Copy all lines containing the string "Duration" from the records below.
--- Extracted material Enclosed Below ---
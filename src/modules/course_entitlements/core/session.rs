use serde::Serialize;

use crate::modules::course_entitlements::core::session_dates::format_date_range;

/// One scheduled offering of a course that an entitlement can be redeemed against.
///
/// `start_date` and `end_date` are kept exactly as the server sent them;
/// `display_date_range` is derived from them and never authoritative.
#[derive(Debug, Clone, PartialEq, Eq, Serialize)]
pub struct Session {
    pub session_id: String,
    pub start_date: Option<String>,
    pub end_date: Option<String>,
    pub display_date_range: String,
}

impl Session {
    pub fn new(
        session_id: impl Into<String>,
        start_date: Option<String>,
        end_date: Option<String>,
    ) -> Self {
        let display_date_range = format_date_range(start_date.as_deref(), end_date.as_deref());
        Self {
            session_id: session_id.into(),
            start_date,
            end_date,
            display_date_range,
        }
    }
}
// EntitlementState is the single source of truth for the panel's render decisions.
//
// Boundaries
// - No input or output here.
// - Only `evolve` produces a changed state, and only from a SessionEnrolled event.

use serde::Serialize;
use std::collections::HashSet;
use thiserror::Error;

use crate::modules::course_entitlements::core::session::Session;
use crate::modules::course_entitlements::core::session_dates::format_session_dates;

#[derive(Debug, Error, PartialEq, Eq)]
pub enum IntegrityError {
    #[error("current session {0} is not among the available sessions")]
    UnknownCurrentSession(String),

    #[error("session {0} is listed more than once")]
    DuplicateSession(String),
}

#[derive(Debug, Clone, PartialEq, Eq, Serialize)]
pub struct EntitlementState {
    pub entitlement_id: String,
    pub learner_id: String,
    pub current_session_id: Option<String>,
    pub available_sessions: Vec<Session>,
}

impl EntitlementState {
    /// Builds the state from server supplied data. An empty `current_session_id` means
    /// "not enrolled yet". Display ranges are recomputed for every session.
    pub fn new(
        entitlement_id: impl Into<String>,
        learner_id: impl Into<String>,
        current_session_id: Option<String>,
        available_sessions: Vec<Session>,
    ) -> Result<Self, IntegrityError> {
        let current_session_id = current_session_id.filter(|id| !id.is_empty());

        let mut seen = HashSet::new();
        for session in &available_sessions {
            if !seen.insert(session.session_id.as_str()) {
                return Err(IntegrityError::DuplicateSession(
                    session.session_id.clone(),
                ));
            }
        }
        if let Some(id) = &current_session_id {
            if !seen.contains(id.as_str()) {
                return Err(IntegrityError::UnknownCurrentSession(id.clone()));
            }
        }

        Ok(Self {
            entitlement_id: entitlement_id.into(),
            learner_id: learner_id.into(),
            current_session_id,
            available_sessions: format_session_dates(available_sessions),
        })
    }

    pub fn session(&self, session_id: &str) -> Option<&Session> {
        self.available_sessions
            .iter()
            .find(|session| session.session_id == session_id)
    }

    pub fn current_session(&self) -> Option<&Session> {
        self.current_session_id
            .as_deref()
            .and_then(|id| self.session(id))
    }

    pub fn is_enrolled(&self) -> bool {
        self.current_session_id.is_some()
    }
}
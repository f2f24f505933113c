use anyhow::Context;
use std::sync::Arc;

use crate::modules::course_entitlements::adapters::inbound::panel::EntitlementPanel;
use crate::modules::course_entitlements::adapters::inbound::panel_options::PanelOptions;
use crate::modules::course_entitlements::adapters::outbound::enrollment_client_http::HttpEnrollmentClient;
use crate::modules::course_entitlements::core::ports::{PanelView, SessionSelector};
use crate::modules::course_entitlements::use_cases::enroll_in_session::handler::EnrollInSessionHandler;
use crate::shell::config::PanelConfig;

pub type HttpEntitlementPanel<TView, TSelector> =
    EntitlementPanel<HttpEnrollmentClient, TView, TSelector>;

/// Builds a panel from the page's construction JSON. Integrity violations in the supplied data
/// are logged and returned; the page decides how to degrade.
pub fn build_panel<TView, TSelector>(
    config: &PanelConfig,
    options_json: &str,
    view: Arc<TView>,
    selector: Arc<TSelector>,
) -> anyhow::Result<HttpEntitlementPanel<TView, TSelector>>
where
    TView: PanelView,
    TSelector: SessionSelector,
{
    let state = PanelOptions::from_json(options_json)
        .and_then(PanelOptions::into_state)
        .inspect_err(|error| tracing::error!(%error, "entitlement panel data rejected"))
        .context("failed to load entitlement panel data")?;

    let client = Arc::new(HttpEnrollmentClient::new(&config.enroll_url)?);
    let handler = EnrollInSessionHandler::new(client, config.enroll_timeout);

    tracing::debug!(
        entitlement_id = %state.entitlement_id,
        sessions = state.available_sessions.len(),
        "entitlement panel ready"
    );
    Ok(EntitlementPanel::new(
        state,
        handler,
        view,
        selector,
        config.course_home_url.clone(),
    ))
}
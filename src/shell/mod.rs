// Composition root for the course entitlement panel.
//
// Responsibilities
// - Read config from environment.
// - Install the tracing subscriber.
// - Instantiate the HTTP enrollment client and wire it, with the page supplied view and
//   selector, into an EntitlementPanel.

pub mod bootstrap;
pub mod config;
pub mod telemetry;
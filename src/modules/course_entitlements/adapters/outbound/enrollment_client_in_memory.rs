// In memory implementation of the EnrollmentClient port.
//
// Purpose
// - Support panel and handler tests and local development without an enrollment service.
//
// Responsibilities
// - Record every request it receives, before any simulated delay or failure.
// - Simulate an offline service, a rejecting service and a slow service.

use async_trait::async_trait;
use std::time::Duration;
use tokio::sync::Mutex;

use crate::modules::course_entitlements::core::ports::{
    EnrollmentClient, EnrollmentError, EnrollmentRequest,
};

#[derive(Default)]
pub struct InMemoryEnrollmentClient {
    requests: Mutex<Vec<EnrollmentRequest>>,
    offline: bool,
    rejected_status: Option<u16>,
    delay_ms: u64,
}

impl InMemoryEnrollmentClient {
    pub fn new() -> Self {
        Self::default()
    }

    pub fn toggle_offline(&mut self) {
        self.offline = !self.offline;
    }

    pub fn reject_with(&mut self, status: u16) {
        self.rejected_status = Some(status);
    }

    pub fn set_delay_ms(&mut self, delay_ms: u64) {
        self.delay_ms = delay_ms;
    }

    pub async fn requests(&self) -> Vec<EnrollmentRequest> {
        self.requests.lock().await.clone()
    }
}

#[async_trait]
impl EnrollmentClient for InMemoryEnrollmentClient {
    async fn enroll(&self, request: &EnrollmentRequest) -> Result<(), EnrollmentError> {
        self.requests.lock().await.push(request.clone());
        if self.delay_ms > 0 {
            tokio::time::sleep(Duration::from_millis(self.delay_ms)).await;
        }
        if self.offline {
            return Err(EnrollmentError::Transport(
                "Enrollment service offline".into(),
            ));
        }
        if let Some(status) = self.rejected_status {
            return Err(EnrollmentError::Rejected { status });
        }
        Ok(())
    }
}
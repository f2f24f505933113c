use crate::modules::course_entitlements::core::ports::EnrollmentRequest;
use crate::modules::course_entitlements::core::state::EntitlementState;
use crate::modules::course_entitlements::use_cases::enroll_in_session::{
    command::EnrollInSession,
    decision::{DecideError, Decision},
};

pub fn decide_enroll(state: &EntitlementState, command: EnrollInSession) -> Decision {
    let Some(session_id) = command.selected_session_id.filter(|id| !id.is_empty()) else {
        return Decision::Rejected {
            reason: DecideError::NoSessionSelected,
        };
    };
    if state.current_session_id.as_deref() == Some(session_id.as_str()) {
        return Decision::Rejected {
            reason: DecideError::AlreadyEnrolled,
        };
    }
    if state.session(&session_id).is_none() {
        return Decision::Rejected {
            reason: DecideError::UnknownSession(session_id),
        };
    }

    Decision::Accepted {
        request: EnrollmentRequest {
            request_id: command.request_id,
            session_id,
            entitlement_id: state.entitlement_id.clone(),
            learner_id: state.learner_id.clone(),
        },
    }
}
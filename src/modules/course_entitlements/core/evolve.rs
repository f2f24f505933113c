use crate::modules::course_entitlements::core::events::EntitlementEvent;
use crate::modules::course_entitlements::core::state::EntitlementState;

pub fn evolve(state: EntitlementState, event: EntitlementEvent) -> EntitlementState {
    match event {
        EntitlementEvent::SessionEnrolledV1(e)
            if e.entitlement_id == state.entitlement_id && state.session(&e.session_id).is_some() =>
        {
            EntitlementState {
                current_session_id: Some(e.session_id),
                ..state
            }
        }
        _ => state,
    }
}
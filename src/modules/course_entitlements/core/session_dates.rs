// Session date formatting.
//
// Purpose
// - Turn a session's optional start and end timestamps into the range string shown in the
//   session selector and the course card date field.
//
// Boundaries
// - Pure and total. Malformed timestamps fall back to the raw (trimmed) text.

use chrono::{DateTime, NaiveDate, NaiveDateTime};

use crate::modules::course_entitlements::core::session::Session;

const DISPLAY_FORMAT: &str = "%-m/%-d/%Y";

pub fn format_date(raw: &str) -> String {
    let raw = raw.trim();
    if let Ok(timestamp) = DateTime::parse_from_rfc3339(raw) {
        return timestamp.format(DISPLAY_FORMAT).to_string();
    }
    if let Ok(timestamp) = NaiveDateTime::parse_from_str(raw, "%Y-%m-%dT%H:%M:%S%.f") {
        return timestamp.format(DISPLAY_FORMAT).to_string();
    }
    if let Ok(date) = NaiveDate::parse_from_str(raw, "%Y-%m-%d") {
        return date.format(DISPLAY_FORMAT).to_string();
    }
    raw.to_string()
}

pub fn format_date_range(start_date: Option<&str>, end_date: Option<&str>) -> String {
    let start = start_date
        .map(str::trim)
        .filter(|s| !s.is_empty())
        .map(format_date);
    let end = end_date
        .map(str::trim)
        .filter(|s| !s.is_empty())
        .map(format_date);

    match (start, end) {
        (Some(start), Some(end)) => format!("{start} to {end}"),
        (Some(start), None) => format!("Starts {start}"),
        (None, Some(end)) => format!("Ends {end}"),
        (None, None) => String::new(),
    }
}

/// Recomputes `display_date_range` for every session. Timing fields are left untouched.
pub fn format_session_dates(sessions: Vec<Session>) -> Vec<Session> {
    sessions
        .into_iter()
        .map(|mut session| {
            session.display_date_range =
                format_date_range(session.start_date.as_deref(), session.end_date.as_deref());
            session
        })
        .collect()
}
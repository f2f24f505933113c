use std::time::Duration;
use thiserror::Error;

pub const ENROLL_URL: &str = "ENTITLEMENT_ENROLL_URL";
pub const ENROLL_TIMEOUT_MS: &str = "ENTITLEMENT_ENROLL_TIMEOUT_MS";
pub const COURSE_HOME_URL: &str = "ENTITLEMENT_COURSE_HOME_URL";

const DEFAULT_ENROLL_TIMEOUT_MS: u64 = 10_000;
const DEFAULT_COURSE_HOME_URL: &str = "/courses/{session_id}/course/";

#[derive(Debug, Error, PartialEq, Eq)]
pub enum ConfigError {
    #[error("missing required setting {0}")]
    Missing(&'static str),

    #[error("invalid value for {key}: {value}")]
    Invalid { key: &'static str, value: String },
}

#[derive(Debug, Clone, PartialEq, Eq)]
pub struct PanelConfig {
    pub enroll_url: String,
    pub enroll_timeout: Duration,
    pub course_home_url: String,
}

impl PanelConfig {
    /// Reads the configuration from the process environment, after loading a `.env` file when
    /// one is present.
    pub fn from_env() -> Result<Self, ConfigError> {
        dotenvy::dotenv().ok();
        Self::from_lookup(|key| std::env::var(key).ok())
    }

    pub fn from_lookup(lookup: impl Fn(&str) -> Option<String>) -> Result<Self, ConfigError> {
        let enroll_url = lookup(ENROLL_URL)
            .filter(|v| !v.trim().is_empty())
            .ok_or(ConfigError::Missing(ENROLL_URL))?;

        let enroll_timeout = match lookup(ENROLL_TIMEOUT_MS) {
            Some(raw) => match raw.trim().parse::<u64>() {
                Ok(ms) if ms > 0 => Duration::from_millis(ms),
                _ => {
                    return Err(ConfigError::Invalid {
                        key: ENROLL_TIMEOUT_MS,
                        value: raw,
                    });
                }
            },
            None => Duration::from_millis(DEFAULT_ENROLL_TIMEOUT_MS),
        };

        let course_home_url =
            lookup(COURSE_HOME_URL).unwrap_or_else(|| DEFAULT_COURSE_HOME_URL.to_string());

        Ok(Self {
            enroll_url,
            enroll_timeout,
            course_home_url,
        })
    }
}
--- End of Enclosed Extracted material ---
Task solution ->
use std::time::Duration;
            tokio::time::sleep(Duration::from_millis(self.delay_ms)).await;
use std::time::Duration;
    pub enroll_timeout: Duration,
                Ok(ms) if ms > 0 => Duration::from_millis(ms),
            None => Duration::from_millis(DEFAULT_ENROLL_TIMEOUT_MS),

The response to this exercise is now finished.